Tony Cragg “I am not a conceptual artist, I am not throwing the things in the wall to see what will happen”

29.01.2024

Interview taken in 2017.

Tony Cragg “I am not a conceptual artist, I am not throwing the things in the wall to see what will happen”

Just recently Tony Cragg celebrated his 67-anniversary but in spite of the age the artist is full of energy, inspiration and plans for the future. His solo show is now on in Hermitage in Saint Petersburg and the retrospective exhibition was opened a few days ago in Wuppertal. I met with Tony Cragg in Kempiski hotel where he had lunch with his old friend and gallerist Hans Knoll, who opened the artist for Russia, and speak about life, art and future plans.  

How do you select the works for the show? Are they done for specially for the show?

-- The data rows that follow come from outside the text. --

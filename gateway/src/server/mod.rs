//! HTTP layer
//!
//! Decodes requests, calls the gateway and serializes its results. Status
//! codes come from [`crate::errors::GatewayError`].

pub mod handlers;
pub mod serve;
pub mod state;

pub use serve::{build_router, serve};
pub use state::ServerState;
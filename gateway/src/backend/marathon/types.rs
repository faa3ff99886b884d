//! Marathon REST API models
//!
//! Only the fields the gateway reads or writes are modelled; everything
//! else in Marathon's replies is ignored on decode.

use std::collections::BTreeMap;

use serde::{Deserialize, Serialize};

use crate::models::StringMap;

/// Marathon application definition
#[derive(Debug, Clone, Default, Serialize, Deserialize)]
#[serde(rename_all = "camelCase")]
pub struct App {
    pub id: String,

    #[serde(default)]
    pub cpus: f64,

    #[serde(default)]
    pub mem: f64,

    #[serde(default)]
    pub disk: f64,

    #[serde(default)]
    pub instances: u32,

    /// Values may be secret references on the Marathon side, hence untyped
    #[serde(default)]
    pub env: BTreeMap<String, serde_json::Value>,

    #[serde(default)]
    pub labels: StringMap,

    #[serde(default)]
    pub uris: Vec<String>,

    #[serde(default, skip_serializing_if = "Option::is_none")]
    pub container: Option<AppContainer>,

    #[serde(default)]
    pub health_checks: Vec<HealthCheck>,

    // Read-only, present when embedded
    #[serde(default, skip_serializing)]
    pub tasks: Option<Vec<Task>>,

    #[serde(default, skip_serializing)]
    pub tasks_running: u32,

    #[serde(default, skip_serializing)]
    pub last_task_failure: Option<TaskFailure>,
}

/// Container section of an app
#[derive(Debug, Clone, Default, Serialize, Deserialize)]
pub struct AppContainer {
    #[serde(rename = "type")]
    pub kind: String,

    #[serde(default, skip_serializing_if = "Option::is_none")]
    pub docker: Option<Docker>,

    #[serde(default)]
    pub volumes: Vec<MarathonVolume>,
}

/// Docker specific container settings
#[derive(Debug, Clone, Default, Serialize, Deserialize)]
#[serde(rename_all = "camelCase")]
pub struct Docker {
    pub image: String,

    #[serde(default, skip_serializing_if = "Option::is_none")]
    pub network: Option<String>,

    #[serde(default)]
    pub port_mappings: Vec<PortMapping>,

    #[serde(default)]
    pub force_pull_image: bool,

    #[serde(default)]
    pub parameters: Vec<Parameter>,
}

#[derive(Debug, Clone, PartialEq, Eq, Serialize, Deserialize)]
#[serde(rename_all = "camelCase")]
pub struct PortMapping {
    pub container_port: u16,
    #[serde(default)]
    pub host_port: u16,
    #[serde(default)]
    pub protocol: String,
}

/// Extra `docker run` argument
#[derive(Debug, Clone, PartialEq, Eq, Serialize, Deserialize)]
pub struct Parameter {
    pub key: String,
    pub value: String,
}

#[derive(Debug, Clone, PartialEq, Eq, Serialize, Deserialize)]
#[serde(rename_all = "camelCase")]
pub struct MarathonVolume {
    pub container_path: String,
    #[serde(default)]
    pub host_path: String,
    /// "RO" or "RW"
    #[serde(default)]
    pub mode: String,
}

#[derive(Debug, Clone, PartialEq, Eq, Serialize, Deserialize)]
#[serde(rename_all = "camelCase")]
pub struct HealthCheck {
    pub protocol: String,

    #[serde(default, skip_serializing_if = "Option::is_none")]
    pub path: Option<String>,

    #[serde(default, skip_serializing_if = "Option::is_none")]
    pub command: Option<Command>,

    #[serde(default, skip_serializing_if = "Option::is_none")]
    pub grace_period_seconds: Option<u32>,

    #[serde(default, skip_serializing_if = "Option::is_none")]
    pub interval_seconds: Option<u32>,

    pub max_consecutive_failures: u32,
}

#[derive(Debug, Clone, PartialEq, Eq, Serialize, Deserialize)]
pub struct Command {
    pub value: String,
}

/// A running (or staging) instance of an app
#[derive(Debug, Clone, Default, Deserialize)]
#[serde(rename_all = "camelCase")]
pub struct Task {
    pub id: String,

    #[serde(default)]
    pub host: String,

    #[serde(default)]
    pub ports: Vec<u16>,

    #[serde(default)]
    pub health_check_results: Vec<HealthCheckResult>,

    #[serde(default)]
    pub state: Option<String>,
}

#[derive(Debug, Clone, Default, Deserialize)]
#[serde(rename_all = "camelCase")]
pub struct HealthCheckResult {
    pub alive: bool,

    #[serde(default)]
    pub task_id: Option<String>,
}

/// Most recent task failure of an app
#[derive(Debug, Clone, Default, Deserialize)]
#[serde(rename_all = "camelCase")]
pub struct TaskFailure {
    #[serde(default)]
    pub state: String,

    #[serde(default)]
    pub message: String,

    #[serde(default)]
    pub timestamp: String,
}

/// `GET /v2/apps/{id}`
#[derive(Debug, Clone, Deserialize)]
pub struct AppResponse {
    pub app: App,
}

/// `GET /v2/apps`
#[derive(Debug, Clone, Default, Deserialize)]
pub struct AppsResponse {
    #[serde(default)]
    pub apps: Vec<App>,
}

/// Reply of operations that start a Marathon deployment
#[derive(Debug, Clone, Deserialize)]
#[serde(rename_all = "camelCase")]
pub struct DeploymentResult {
    pub deployment_id: String,

    #[serde(default)]
    pub version: Option<String>,
}

/// Partial app used to change the instance count
#[derive(Debug, Clone, Serialize)]
pub struct ScaleBody {
    pub instances: u32,
}

/// Error body Marathon sends with 4xx/5xx replies
#[derive(Debug, Clone, Deserialize)]
pub struct ErrorBody {
    #[serde(default)]
    pub message: Option<String>,
}
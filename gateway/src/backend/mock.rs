//! Canned backend for exercising the gateway without a scheduler

use async_trait::async_trait;
use tracing::debug;

use crate::backend::Backend;
use crate::errors::GatewayError;
use crate::models::{
    Artifact, ArtifactRequest, BaseRequest, Container, LabelFilter, Replica, ScaleRequest,
    StringMap,
};

/// Name returned by every mock operation
pub const MOCK_NAME: &str = "fake-cat";

/// Backend answering every call with the same fixed data.
///
/// Holds no state, so results never depend on earlier calls.
#[derive(Debug, Clone, Copy, Default)]
pub struct MockBackend;

impl MockBackend {
    pub fn new() -> Self {
        Self
    }

    fn artifact() -> Artifact {
        Artifact {
            name: MOCK_NAME.to_string(),
            message: "there should be no message".to_string(),
            status: "status".to_string(),
            labels: StringMap::new(),
            env: StringMap::new(),
            running_replicas: vec![Replica {
                status: "RUNNING".to_string(),
                endpoints: vec!["localhost:8888".to_string()],
                ports: Vec::new(),
                containers: vec![Container {
                    image_url: "registry.test/fake-cat".to_string(),
                    status: "OK".to_string(),
                    ..Default::default()
                }],
            }],
            requested_replicas: 1,
            cpus: 1.0,
            memory: 2048.0,
            endpoint: String::new(),
        }
    }
}

#[async_trait]
impl Backend for MockBackend {
    async fn list_names(&self, _filter: Option<&LabelFilter>) -> Result<Vec<String>, GatewayError> {
        Ok(vec![MOCK_NAME.to_string()])
    }

    async fn get_one(&self, req: &ArtifactRequest) -> Result<Artifact, GatewayError> {
        debug!("mock: get {}", req.name);
        Ok(Self::artifact())
    }

    async fn deploy(&self, req: &BaseRequest) -> Result<String, GatewayError> {
        debug!("mock: deploy {}", req.name);
        Ok(MOCK_NAME.to_string())
    }

    async fn scale(&self, req: &ScaleRequest) -> Result<String, GatewayError> {
        debug!("mock: scale {} to {}", req.name, req.replicas);
        Ok(MOCK_NAME.to_string())
    }

    async fn delete(&self, req: &ArtifactRequest) -> Result<String, GatewayError> {
        debug!("mock: delete {}", req.name);
        Ok(MOCK_NAME.to_string())
    }

    async fn update(&self, req: &BaseRequest) -> Result<String, GatewayError> {
        debug!("mock: update {}", req.name);
        Ok(MOCK_NAME.to_string())
    }
}
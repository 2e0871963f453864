use crate::ui::app::{App, PopupKind};
use crate::ui::filter::FilterIntent;
use crossterm::event::{KeyCode, KeyEvent, KeyEventKind, KeyModifiers};

/// One entry of the key legend: the keys as shown, and what they do.
#[derive(Clone, Copy, Debug, PartialEq, Eq)]
pub struct KeyHint {
    pub keys: &'static str,
    pub action: &'static str,
}

const fn hint(keys: &'static str, action: &'static str) -> KeyHint {
    KeyHint { keys, action }
}

const LIST_HINTS: &[KeyHint] = &[
    hint("↑↓", "Move"),
    hint("f", "Favorite"),
    hint("h", "Favorites only"),
    hint("/", "Filter"),
    hint("Enter", "Details"),
    hint("q", "Quit"),
];

const FAILED_HINTS: &[KeyHint] = &[hint("r", "Retry"), hint("q", "Quit")];

const LOADING_HINTS: &[KeyHint] = &[hint("q", "Quit")];

const FILTER_HINTS: &[KeyHint] = &[
    hint("Tab", "Section"),
    hint("↑↓", "Move"),
    hint("Space", "Toggle"),
    hint("r", "Reset"),
    hint("Enter", "Apply"),
    hint("Esc", "Cancel"),
];

const DETAILS_HINTS: &[KeyHint] = &[hint("Esc", "Close")];

/// Legend for the keys `handle_key` accepts in the app's current context.
pub fn key_hints(app: &App) -> &'static [KeyHint] {
    match app.popup_kind() {
        Some(PopupKind::Filter) => FILTER_HINTS,
        Some(PopupKind::Details) => DETAILS_HINTS,
        None if app.catalog().is_failed() => FAILED_HINTS,
        None if app.catalog().is_loading() => LOADING_HINTS,
        None => LIST_HINTS,
    }
}

pub fn handle_key(app: &mut App, key: KeyEvent) {
    if key.kind != KeyEventKind::Press {
        return;
    }

    if is_ctrl_char(key, 'q') || is_ctrl_char(key, 'c') {
        app.request_quit();
        return;
    }

    match app.popup_kind() {
        Some(PopupKind::Filter) => handle_filter_key(app, key),
        Some(PopupKind::Details) => {
            if matches!(key.code, KeyCode::Esc | KeyCode::Enter | KeyCode::Char('q')) {
                app.close_details();
            }
        }
        None => handle_list_key(app, key),
    }
}

fn handle_list_key(app: &mut App, key: KeyEvent) {
    match key.code {
        KeyCode::Char('q') | KeyCode::Esc => app.request_quit(),
        KeyCode::Up | KeyCode::Char('k') => app.move_up(),
        KeyCode::Down | KeyCode::Char('j') => app.move_down(),
        KeyCode::Home | KeyCode::Char('g') => app.move_to_top(),
        KeyCode::End | KeyCode::Char('G') => app.move_to_bottom(),
        KeyCode::Char('f') | KeyCode::Char(' ') => app.toggle_favorite_selected(),
        KeyCode::Char('h') => app.toggle_show_only_favorites(),
        KeyCode::Char('/') | KeyCode::Char('F') => app.open_filter_dialog(),
        KeyCode::Char('r') => app.request_reload(),
        KeyCode::Enter => app.open_details(),
        _ => {}
    }
}

fn handle_filter_key(app: &mut App, key: KeyEvent) {
    let intent = match key.code {
        KeyCode::Esc => FilterIntent::Close,
        KeyCode::Enter => {
            app.apply_filter_dialog();
            return;
        }
        KeyCode::Tab | KeyCode::Right => FilterIntent::NextSection,
        KeyCode::BackTab | KeyCode::Left => FilterIntent::PrevSection,
        KeyCode::Up | KeyCode::Char('k') => FilterIntent::MoveUp,
        KeyCode::Down | KeyCode::Char('j') => FilterIntent::MoveDown,
        KeyCode::Char(' ') => FilterIntent::Toggle,
        KeyCode::Char('r') => FilterIntent::Reset,
        _ => return,
    };
    app.dispatch_filter(intent);
}

fn is_ctrl_char(key: KeyEvent, ch: char) -> bool {
    key.modifiers.contains(KeyModifiers::CONTROL)
        && matches!(key.code, KeyCode::Char(c) if c.eq_ignore_ascii_case(&ch))
}
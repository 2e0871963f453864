//! Remote movie source.
//!
//! The core only depends on [`MovieSource`]; [`HttpMovieClient`] is the
//! reqwest-backed implementation used by the binary.

mod client;
mod error;

use async_trait::async_trait;

use crate::catalog::{Movie, MovieId};

pub use client::HttpMovieClient;
pub use error::ApiError;

/// Fetch collaborator for the catalog.
#[async_trait]
pub trait MovieSource: Send + Sync {
    /// Fetch the full collection in server order.
    async fn fetch_all(&self) -> Result<Vec<Movie>, ApiError>;

    /// Fetch a single movie by id.
    async fn fetch_by_id(&self, id: MovieId) -> Result<Movie, ApiError>;
}
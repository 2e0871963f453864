//! Movie catalog: the fetched collection and the filter values derived from it.
//!
//! The collection is loaded once per session through a [`MovieSource`] and is
//! read-only afterwards. Everything the filter dialog offers (years,
//! directors) is projected from it by [`AvailableFilters::from_movies`].
//!
//! [`MovieSource`]: crate::api::MovieSource

mod predicate;
mod store;

use serde::{Deserialize, Serialize};
use std::collections::BTreeSet;

pub use predicate::{FilterPredicate, RatingBucket};
pub use store::{load_catalog, CatalogStore, FETCH_FAILED_MESSAGE};

/// Stable identifier of a movie within a session.
pub type MovieId = u64;

/// A single catalog entry as served by the movies API.
#[derive(Debug, Clone, PartialEq, Serialize, Deserialize)]
pub struct Movie {
    pub id: MovieId,
    pub title: String,
    pub director: String,
    /// Poster image URI.
    #[serde(default)]
    pub poster: String,
    pub year: i32,
    pub rating: f64,
}

/// Distinct filter values present in the collection, sorted ascending.
#[derive(Debug, Clone, PartialEq, Eq, Default, Serialize)]
pub struct AvailableFilters {
    pub years: Vec<String>,
    pub directors: Vec<String>,
}

impl AvailableFilters {
    /// Project years (as strings) and directors out of `movies`, dedupe and sort.
    pub fn from_movies(movies: &[Movie]) -> Self {
        let years: BTreeSet<String> = movies.iter().map(|m| m.year.to_string()).collect();
        let directors: BTreeSet<&str> = movies.iter().map(|m| m.director.as_str()).collect();

        Self {
            years: years.into_iter().collect(),
            directors: directors.into_iter().map(str::to_string).collect(),
        }
    }

    pub fn is_empty(&self) -> bool {
        self.years.is_empty() && self.directors.is_empty()
    }
}

#[cfg(test)]
mod tests {
    use super::*;

    fn movie(id: MovieId, year: i32, director: &str) -> Movie {
        Movie {
            id,
            title: format!("Movie {id}"),
            director: director.to_string(),
            poster: String::new(),
            year,
            rating: 7.0,
        }
    }

    #[test]
    fn available_filters_are_deduplicated_and_sorted() {
        let movies = vec![
            movie(1, 2010, "Nolan"),
            movie(2, 1999, "Wachowski"),
            movie(3, 2010, "Fincher"),
            movie(4, 1999, "Nolan"),
        ];

        let filters = AvailableFilters::from_movies(&movies);

        assert_eq!(filters.years, vec!["1999", "2010"]);
        assert_eq!(filters.directors, vec!["Fincher", "Nolan", "Wachowski"]);
    }

    #[test]
    fn available_filters_of_empty_collection_are_empty() {
        let filters = AvailableFilters::from_movies(&[]);
        assert!(filters.is_empty());
    }

    #[test]
    fn movie_deserializes_without_poster() {
        let json = r#"{"id":7,"title":"Heat","director":"Mann","year":1995,"rating":8.3}"#;
        let movie: Movie = serde_json::from_str(json).unwrap();
        assert_eq!(movie.id, 7);
        assert!(movie.poster.is_empty());
    }
}
use std::time::Duration;

use async_trait::async_trait;
use reqwest::{Client, Url};
use serde::de::DeserializeOwned;

use crate::api::{ApiError, MovieSource};
use crate::catalog::{Movie, MovieId};
use crate::config::ApiConfig;

/// Movies API client over HTTP.
///
/// `GET {base_url}` returns the collection, `GET {base_url}/{id}` a single
/// movie. Both are JSON.
pub struct HttpMovieClient {
    client: Client,
    base_url: String,
}

impl HttpMovieClient {
    pub fn new(config: &ApiConfig) -> Result<Self, ApiError> {
        let base_url = normalize_base_url(&config.base_url)?;

        let client = Client::builder()
            .connect_timeout(Duration::from_secs(u64::from(config.connect_timeout_seconds)))
            .timeout(Duration::from_secs(u64::from(config.timeout_seconds)))
            .user_agent(concat!("cinelist/", env!("CARGO_PKG_VERSION")))
            .build()
            .map_err(ApiError::Client)?;

        Ok(Self { client, base_url })
    }

    fn movie_url(&self, id: MovieId) -> String {
        format!("{}/{}", self.base_url, id)
    }

    async fn get_json<T: DeserializeOwned>(&self, url: String) -> Result<T, ApiError> {
        tracing::debug!(%url, "GET");

        let response = self
            .client
            .get(&url)
            .send()
            .await
            .map_err(|source| ApiError::Request {
                url: url.clone(),
                source,
            })?;

        let status = response.status();
        if !status.is_success() {
            return Err(ApiError::Status {
                url,
                status: status.as_u16(),
            });
        }

        let body = response.bytes().await.map_err(|source| ApiError::Request {
            url: url.clone(),
            source,
        })?;

        serde_json::from_slice(&body).map_err(|source| ApiError::Decode { url, source })
    }
}

#[async_trait]
impl MovieSource for HttpMovieClient {
    async fn fetch_all(&self) -> Result<Vec<Movie>, ApiError> {
        self.get_json(self.base_url.clone()).await
    }

    async fn fetch_by_id(&self, id: MovieId) -> Result<Movie, ApiError> {
        self.get_json(self.movie_url(id)).await
    }
}

/// Validate the base URL and strip any trailing slash.
fn normalize_base_url(raw: &str) -> Result<String, ApiError> {
    let url = Url::parse(raw.trim()).map_err(|e| ApiError::InvalidBaseUrl {
        url: raw.to_string(),
        reason: e.to_string(),
    })?;

    if !matches!(url.scheme(), "http" | "https") {
        return Err(ApiError::InvalidBaseUrl {
            url: raw.to_string(),
            reason: format!("unsupported scheme '{}'", url.scheme()),
        });
    }

    Ok(url.as_str().trim_end_matches('/').to_string())
}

I don’t do sight-specific works as this has no interest for me and I never modify anything in connection to the exterior. But I do belief that the most important thing in the museum exhibition is to engage public into the works. For this I am trying to mix older works from 80s to the present ones. So the viewer can watch the evolution of the works and be involved in the process. I want to give people a complete story of who I am and what is the content of the works is.

There is an idea that the most important for the exhibition is the impression. You can forget everything but the impression is what you will keep. What do you think about it?

I might not use the word impression in the terms you do but I feel what you mean. I am influenced by nature and the dynamic energy it has. Forms of things are created by inner forces and courses and that is the impression I want to share. I am not a conceptual artist, I am not an artist who throws things into the wall and watches the effect. What is really interesting for me is that everything we see is the light touches the surface and comes into our eyes. We look at our faces and see the forms and we always interpreting the form but we don’t want to know what is behind the face, what are the forces behind the things we see. And we have psychological pressure on our interpretation. But everything we see is the result of the incredibly complicated internal forces which are enlighten by the Sun in the sky. And that interest exists from the ancient Greek sculptures. The sculpture was always about the way of reading the values behind the form.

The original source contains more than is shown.